Exercise data »
==================================================

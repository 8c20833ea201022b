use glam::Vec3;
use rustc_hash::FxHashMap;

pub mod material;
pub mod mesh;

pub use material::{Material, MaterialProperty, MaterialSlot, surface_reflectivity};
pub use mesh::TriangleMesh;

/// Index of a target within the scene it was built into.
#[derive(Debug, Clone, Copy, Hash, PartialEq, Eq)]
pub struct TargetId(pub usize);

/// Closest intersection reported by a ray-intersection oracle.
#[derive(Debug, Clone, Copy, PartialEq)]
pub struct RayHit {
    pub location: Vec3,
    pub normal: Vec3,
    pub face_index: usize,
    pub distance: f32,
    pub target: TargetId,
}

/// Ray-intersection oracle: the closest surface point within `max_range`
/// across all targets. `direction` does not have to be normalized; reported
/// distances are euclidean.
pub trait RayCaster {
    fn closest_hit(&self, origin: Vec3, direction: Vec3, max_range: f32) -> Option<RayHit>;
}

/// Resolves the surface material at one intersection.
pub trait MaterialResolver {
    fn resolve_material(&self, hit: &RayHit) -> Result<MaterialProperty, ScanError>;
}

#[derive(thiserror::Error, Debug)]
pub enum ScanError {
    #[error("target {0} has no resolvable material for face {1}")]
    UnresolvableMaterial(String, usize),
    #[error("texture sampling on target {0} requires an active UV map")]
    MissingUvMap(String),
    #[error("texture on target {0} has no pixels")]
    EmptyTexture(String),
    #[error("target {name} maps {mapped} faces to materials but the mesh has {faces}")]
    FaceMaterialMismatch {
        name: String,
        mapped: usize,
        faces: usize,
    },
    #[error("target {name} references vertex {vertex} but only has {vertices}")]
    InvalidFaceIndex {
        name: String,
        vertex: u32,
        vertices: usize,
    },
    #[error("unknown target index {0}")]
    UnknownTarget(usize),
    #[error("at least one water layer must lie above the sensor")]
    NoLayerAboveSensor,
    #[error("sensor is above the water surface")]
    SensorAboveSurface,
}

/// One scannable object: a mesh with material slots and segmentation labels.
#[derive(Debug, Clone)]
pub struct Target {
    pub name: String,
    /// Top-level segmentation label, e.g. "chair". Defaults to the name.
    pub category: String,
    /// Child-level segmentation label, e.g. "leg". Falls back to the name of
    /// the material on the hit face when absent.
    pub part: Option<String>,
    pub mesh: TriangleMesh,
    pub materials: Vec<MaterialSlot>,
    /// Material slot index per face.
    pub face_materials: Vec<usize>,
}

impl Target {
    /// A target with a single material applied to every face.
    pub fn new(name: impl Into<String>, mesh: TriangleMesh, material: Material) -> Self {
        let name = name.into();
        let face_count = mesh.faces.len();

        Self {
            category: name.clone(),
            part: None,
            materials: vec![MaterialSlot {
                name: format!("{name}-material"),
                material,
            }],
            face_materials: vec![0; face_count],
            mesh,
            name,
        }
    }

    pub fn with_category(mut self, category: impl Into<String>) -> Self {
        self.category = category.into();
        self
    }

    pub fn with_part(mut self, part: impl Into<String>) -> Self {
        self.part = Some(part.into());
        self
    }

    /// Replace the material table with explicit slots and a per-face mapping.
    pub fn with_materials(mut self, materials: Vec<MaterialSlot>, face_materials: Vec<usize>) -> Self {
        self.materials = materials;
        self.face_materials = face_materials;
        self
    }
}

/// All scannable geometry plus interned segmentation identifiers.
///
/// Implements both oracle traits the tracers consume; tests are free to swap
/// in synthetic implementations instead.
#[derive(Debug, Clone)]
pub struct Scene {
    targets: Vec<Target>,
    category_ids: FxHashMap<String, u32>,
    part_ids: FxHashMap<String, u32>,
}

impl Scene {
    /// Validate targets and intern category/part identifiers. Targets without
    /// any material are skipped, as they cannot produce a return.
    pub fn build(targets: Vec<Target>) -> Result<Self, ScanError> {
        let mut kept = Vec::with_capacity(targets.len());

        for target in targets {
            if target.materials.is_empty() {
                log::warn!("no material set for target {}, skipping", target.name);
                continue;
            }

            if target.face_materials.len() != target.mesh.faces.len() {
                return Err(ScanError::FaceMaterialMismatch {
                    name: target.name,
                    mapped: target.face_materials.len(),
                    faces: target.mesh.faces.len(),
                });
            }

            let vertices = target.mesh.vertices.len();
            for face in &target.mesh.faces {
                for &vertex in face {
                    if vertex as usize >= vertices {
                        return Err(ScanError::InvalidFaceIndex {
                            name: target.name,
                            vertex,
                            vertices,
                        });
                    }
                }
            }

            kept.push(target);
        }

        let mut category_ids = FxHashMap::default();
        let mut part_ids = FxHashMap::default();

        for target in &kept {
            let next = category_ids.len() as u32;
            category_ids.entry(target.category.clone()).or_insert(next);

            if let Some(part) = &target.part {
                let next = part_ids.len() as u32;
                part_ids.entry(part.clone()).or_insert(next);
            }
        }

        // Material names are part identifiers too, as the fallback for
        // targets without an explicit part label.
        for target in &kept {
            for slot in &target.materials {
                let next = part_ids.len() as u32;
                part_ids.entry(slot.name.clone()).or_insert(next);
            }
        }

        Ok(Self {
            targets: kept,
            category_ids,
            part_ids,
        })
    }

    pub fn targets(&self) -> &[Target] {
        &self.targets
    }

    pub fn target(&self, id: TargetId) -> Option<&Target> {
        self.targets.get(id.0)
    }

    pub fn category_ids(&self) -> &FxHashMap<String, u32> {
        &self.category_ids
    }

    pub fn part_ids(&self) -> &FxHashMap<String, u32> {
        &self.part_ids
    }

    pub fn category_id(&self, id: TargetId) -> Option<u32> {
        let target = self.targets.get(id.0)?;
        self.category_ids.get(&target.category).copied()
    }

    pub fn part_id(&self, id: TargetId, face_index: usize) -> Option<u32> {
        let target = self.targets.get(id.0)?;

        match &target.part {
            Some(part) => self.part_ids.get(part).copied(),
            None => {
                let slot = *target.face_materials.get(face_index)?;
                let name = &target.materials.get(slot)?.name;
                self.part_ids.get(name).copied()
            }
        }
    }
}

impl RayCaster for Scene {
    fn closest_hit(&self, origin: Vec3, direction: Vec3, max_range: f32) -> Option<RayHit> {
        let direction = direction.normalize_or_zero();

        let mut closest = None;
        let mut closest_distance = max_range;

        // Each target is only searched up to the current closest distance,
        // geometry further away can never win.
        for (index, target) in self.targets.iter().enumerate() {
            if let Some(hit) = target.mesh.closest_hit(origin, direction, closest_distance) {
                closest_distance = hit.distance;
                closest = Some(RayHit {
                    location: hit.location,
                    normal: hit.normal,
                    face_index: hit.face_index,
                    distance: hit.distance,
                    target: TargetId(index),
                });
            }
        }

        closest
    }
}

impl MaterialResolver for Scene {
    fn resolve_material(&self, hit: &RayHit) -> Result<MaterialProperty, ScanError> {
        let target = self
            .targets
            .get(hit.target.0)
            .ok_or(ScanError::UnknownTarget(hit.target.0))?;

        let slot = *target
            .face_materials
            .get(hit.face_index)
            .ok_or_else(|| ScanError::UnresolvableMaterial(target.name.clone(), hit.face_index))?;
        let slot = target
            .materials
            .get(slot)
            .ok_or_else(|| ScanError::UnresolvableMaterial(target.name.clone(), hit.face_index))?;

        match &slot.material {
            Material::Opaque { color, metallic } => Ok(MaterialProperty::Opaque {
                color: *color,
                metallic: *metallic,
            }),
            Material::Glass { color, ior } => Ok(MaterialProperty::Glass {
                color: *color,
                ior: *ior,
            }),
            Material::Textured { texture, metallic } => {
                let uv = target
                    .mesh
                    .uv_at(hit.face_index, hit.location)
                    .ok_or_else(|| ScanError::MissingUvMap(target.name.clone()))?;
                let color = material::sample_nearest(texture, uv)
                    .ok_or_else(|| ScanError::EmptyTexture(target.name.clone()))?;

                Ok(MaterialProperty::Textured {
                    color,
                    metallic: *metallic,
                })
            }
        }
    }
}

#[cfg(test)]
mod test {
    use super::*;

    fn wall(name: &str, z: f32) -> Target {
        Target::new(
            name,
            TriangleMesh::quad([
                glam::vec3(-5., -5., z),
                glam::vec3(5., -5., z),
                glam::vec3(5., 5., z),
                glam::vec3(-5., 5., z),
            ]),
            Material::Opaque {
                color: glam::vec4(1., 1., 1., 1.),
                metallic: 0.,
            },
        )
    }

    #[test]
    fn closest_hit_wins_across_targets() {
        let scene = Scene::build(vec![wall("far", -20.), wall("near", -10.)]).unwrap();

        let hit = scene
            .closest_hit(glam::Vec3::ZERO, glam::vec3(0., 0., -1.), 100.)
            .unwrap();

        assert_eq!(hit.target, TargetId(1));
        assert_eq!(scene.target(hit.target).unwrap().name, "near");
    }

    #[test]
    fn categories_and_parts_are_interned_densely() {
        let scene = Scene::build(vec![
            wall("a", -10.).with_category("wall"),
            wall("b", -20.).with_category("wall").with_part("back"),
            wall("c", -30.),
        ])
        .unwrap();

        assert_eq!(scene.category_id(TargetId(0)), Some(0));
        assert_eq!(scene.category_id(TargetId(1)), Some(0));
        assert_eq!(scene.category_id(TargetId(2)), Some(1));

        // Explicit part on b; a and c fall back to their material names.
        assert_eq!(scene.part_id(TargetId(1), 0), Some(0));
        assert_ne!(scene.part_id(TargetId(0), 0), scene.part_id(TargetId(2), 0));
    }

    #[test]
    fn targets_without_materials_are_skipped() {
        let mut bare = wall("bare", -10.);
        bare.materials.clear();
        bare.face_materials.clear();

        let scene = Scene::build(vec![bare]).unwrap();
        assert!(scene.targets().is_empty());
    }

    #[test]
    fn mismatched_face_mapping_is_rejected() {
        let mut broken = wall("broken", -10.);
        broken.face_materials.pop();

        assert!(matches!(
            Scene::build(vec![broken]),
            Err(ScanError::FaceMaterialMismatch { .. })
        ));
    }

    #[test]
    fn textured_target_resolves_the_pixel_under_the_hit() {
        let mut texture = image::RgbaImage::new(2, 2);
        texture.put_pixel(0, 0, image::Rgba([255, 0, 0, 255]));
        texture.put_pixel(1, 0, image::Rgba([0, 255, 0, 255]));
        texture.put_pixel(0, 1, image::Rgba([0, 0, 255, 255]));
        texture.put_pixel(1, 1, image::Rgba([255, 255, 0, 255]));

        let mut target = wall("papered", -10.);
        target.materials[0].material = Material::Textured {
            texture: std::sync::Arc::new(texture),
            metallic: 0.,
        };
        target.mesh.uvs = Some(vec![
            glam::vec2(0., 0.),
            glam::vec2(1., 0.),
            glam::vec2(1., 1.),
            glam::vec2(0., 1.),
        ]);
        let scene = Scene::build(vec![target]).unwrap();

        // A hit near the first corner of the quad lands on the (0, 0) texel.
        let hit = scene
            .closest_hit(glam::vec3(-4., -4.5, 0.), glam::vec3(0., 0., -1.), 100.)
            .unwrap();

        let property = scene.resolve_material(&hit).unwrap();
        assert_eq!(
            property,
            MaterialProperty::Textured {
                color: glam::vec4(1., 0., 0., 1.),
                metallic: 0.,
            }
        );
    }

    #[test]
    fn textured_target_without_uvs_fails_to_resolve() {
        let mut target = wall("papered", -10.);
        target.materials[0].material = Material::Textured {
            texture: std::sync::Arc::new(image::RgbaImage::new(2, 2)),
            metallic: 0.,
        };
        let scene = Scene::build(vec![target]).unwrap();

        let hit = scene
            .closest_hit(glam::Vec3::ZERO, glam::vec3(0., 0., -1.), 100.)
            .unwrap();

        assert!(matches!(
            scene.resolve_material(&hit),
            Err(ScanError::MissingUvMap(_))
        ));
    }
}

==================================================

Output exactly the lines of the material above from the one containing "#[derive(Debug, Clone, Copy, PartialEq)]" up to and including the one containing "to the name.".

#[derive(Debug, Clone, Copy, PartialEq)]
pub struct RayHit {
    pub location: Vec3,
    pub normal: Vec3,
    pub face_index: usize,
    pub distance: f32,
    pub target: TargetId,
}

/// Ray-intersection oracle: the closest surface point within `max_range`
/// across all targets. `direction` does not have to be normalized; reported
/// distances are euclidean.
pub trait RayCaster {
    fn closest_hit(&self, origin: Vec3, direction: Vec3, max_range: f32) -> Option<RayHit>;
}

/// Resolves the surface material at one intersection.
pub trait MaterialResolver {
    fn resolve_material(&self, hit: &RayHit) -> Result<MaterialProperty, ScanError>;
}

#[derive(thiserror::Error, Debug)]
pub enum ScanError {
    #[error("target {0} has no resolvable material for face {1}")]
    UnresolvableMaterial(String, usize),
    #[error("texture sampling on target {0} requires an active UV map")]
    MissingUvMap(String),
    #[error("texture on target {0} has no pixels")]
    EmptyTexture(String),
    #[error("target {name} maps {mapped} faces to materials but the mesh has {faces}")]
    FaceMaterialMismatch {
        name: String,
        mapped: usize,
        faces: usize,
    },
    #[error("target {name} references vertex {vertex} but only has {vertices}")]
    InvalidFaceIndex {
        name: String,
        vertex: u32,
        vertices: usize,
    },
    #[error("unknown target index {0}")]
    UnknownTarget(usize),
    #[error("at least one water layer must lie above the sensor")]
    NoLayerAboveSensor,
    #[error("sensor is above the water surface")]
    SensorAboveSurface,
}

/// One scannable object: a mesh with material slots and segmentation labels.
#[derive(Debug, Clone)]
pub struct Target {
    pub name: String,
    /// Top-level segmentation label, e.g. "chair". Defaults to the name.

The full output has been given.